То ли руки его, закаленные тяжелой тростью и не дрожавшие никогда, даже сжимая дуэльный пистолет, от волнения тряслись. То ли сработала та же таинственная сила, которая взрывает фонарь от обычного прикосновения рукой. А только в Дерпте дверь заело. Пришлось, как всем, сесть на пароход. Но даже и под угрозой привлечь чужое праздное внимание он не сумел вернуть себе самообладание. Бешеная – как он сам говорил, «африканская» – кровь шумела в голове. Пушкин нервно расхаживал по палубе. Сторонился других пассажиров, приветствий, вопросов. В жестокую качку не уходил к себе в каюту. Не мог сидеть, не мог спать, не мог есть. Бродил вдоль борта, как тигр вдоль прутьев клетки. Его речь сочли бы бессвязной, безумной. Но слышали ее только балтийские чайки да соленые брызги:
– Женщины?! Против нас?.. Борются?.. Три – английские – леди?!
Пароход причалил в Кронштадте.
На борт стали подниматься таможенные чиновники.
– Готовьте паспорта… Проверка паспортов… Багаж… Готовьте багаж… Проверка багажа…
Пушкин заметил, что иностранцы проворно и не таясь закладывали в паспорт между страницами ассигнацию. Как бы отмечая для чиновника воодушевляющее описание природы или мудрую цитату. Пушкин понял, что перед ним феномен, который он сам когда-то назвал «народной тропой», и сделал то же самое.
На борт парохода поднялся паспортный чиновник. Равнодушно скользнул по стопке документов. Сунул руки за спину, посмотрел на палубные доски и молвил им:
– Международная обстановка сейчас сложная.
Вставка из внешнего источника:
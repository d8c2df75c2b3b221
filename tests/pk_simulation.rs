use lipidsol::prelude::models::*;
use lipidsol::*;

fn simulate() -> (PkModel, Trajectory) {
    let model = PkModel::default();
    let times = pk_times(181);
    let config = IntegratorConfig::default().with_nonnegative(true);
    let trajectory = model
        .simulate(times.as_slice().unwrap(), &config)
        .expect("pk simulation");
    (model, trajectory)
}

#[test]
fn lapatinib_profile_is_physical() {
    let (model, trajectory) = simulate();
    assert_eq!(trajectory.len(), 181);

    for (row, state) in trajectory.states().outer_iter().enumerate() {
        for (component, &value) in state.iter().enumerate() {
            assert!(
                value > -1e-3,
                "component {} went negative at row {}: {}",
                component,
                row,
                value
            );
        }
    }

    let solid = trajectory.component(SOLID_DRUG);
    assert_eq!(solid[0], model.params().dose);
    for pair in solid.windows(2) {
        assert!(pair[1] <= pair[0] + 1e-6);
    }

    let ceiling = model.params().fa0() / model.params().aqueous_volume();
    assert!(trajectory
        .component(FATTY_ACID)
        .iter()
        .all(|&c| c <= ceiling * (1.0 + 1e-6)));

    let plasma = trajectory.component(PLASMA_DRUG);
    assert!(plasma[plasma.len() - 1] > 0.0);
}

#[test]
fn absorptive_area_decays_only_after_residence_time() {
    let (model, trajectory) = simulate();
    let p = model.params();
    let area = p.intestinal_area();

    for (&t, &y6) in trajectory
        .times()
        .iter()
        .zip(trajectory.component(LUMEN_FRACTION).iter())
    {
        if t <= p.residence_time {
            assert!((y6 - area).abs() <= 1e-9 * area, "t = {t}: {y6}");
        }
    }

    let last = trajectory.final_state()[LUMEN_FRACTION];
    let expected = area * (-p.transit_rate * (18000.0 - p.residence_time)).exp();
    assert!(
        (last - expected).abs() <= 1e-3 * expected,
        "{last} vs {expected}"
    );
}

#[test]
fn trajectory_across_phase_switches() {
    let model = PkModel::default();
    let p = *model.params();
    // Output times straddling both switches, including the switches themselves.
    let times = [
        1.0, 3600.0, 10799.0, 10800.0, 10801.0, 12600.0, 14399.0, 14400.0, 14401.0, 16000.0,
        18000.0,
    ];
    let trajectory = model
        .simulate(&times, &IntegratorConfig::precise())
        .expect("pk simulation");
    let area = p.intestinal_area();

    let lumen = trajectory.component(LUMEN_FRACTION);
    for (&t, &y6) in times.iter().zip(lumen.iter()) {
        let expected = if t <= p.residence_time {
            area
        } else {
            area * (-p.transit_rate * (t - p.residence_time)).exp()
        };
        assert!(
            (y6 - expected).abs() <= 1e-6 * expected,
            "t = {t}: {y6} vs {expected}"
        );
    }

    let solid = trajectory.component(SOLID_DRUG);
    for pair in solid.windows(2) {
        assert!(pair[1] <= pair[0] + 1e-9, "{} -> {}", pair[0], pair[1]);
    }
    let cleared: Vec<f64> = times
        .iter()
        .zip(solid.iter())
        .filter(|&(&t, _)| t >= p.clearance_time)
        .map(|(_, &s)| s)
        .collect();
    assert_eq!(cleared.len(), 4);
    for &s in &cleared[1..] {
        assert!((s - cleared[0]).abs() <= 1e-9 * cleared[0], "{s} vs {}", cleared[0]);
    }
}

#[test]
fn default_and_precise_tolerances_agree() {
    let model = PkModel::default();
    let times = pk_times(37);
    let times = times.as_slice().unwrap();
    let coarse = model
        .simulate(times, &IntegratorConfig::default().with_nonnegative(true))
        .expect("default tolerances");
    let fine = model
        .simulate(times, &IntegratorConfig::precise())
        .expect("precise tolerances");

    for component in [SOLID_DRUG, PLASMA_DRUG, LUMEN_FRACTION] {
        let a = coarse.final_state()[component];
        let b = fine.final_state()[component];
        assert!(
            (a - b).abs() <= 1e-3 * b.abs().max(1e-12),
            "component {component}: {a} vs {b}"
        );
    }
}

#[test]
fn plasma_exposure_summary() {
    let (_, trajectory) = simulate();
    let exposure =
        PlasmaExposure::from_trajectory(&trajectory, AUCMethod::LinUpLogDown).unwrap();
    assert!(exposure.cmax > 0.0);
    assert!(exposure.tmax > 1.0 && exposure.tmax <= 18000.0);
    assert!(exposure.auc > 0.0);
    assert!(plasma_ug_per_ml(exposure.cmax) < exposure.cmax);
}

#[test]
fn parameters_can_be_overridden_from_json() {
    let params: PkParameters =
        serde_json::from_str(r#"{ "oil_volume": 2.0, "dose": 250.0 }"#).unwrap();
    assert_eq!(params.oil_volume, 2.0);
    assert_eq!(params.dose, 250.0);
    assert_eq!(params.transit_rate, 5e-4);

    let model = PkModel::new(params);
    assert_eq!(model.initial_state()[SOLID_DRUG], 250.0);
    assert!(model.params().fa0() < PkParameters::default().fa0());
}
Возможно, пребывая в открытом море, вы не имели счастья получать самые свежие газеты и таким образом охватить взглядом полную картину международных отношений. Позвольте мне немного ввести вас в курс дела и подготовить, прежде чем вы сойдете на берег. Разумеется, пока война не объявлена, российская сторона ни в коем случае не смотрит на Англию и Францию как на врагов, чтобы полностью запретить их гражданам въезд в империю… Простите, господа, отлучусь на минутку. Кажется, меня окликнули снизу.
Он потопал вниз.
Граждане Англии и Франции понятливо бросились к своим паспортам и укрепили компанию синенькой ассигнации еще одной такой же.
Пушкин сделал то же самое.
Отдуваясь, чиновник вернулся. Не глядя взял стопку паспортов, теперь топорщившуюся новыми закладками.
– Простите, да, господа. Так о чем бишь я… Да! Прошу любезно подождать в общем салоне, пока ваш багаж досматривают. Ваши паспорта, чтобы не обременять вас лишними хлопотами, после проверки вернут вам у трапа.
Багажа у Пушкина не было. Ему не нужно было опасаться ни за книги на иностранном языке. Ни за кружева. Ни за сигары. Ни за шелковые чулки, ни за голландские сорочки. Он отвернулся в иллюминатор.
– Думаете, война начнется? – старались не тревожиться позади него другие пассажиры.
– Полагаю, войны не будет. Она слишком невыгодна торговле, банкам, капиталу.
– О, владельцы оружейных заводов и судостроительных доков с вами не вполне согласятся.
– Возможно ли еще уладить дело миром?
– Считаете, войну объявит Англия? Или Россия?
– По мнению лорда Палмерстона…
Всех попросили к трапу. Пушкин занял место в тщательно сохраняющей самообладание очереди.
– Господин Дюма, – чиновник протянул ему паспорт, не глядя в лицо. Ассигнаций в паспорте, разумеется, уже не было, – добро пожаловать в Петербург.
Легкие пироскафы, шипя по невским волнам и плюясь угольной пылью, доставили пассажиров в столицу.
Близость возможной войны никак не сказалась на оживленности городских улиц.
Пушкин взял извозчика и примерно через полчаса энергичной брани, которой его возница осыпал всех остальных (а они – его), был на Морской.
Его рассказ выслушали в потрясенном молчании.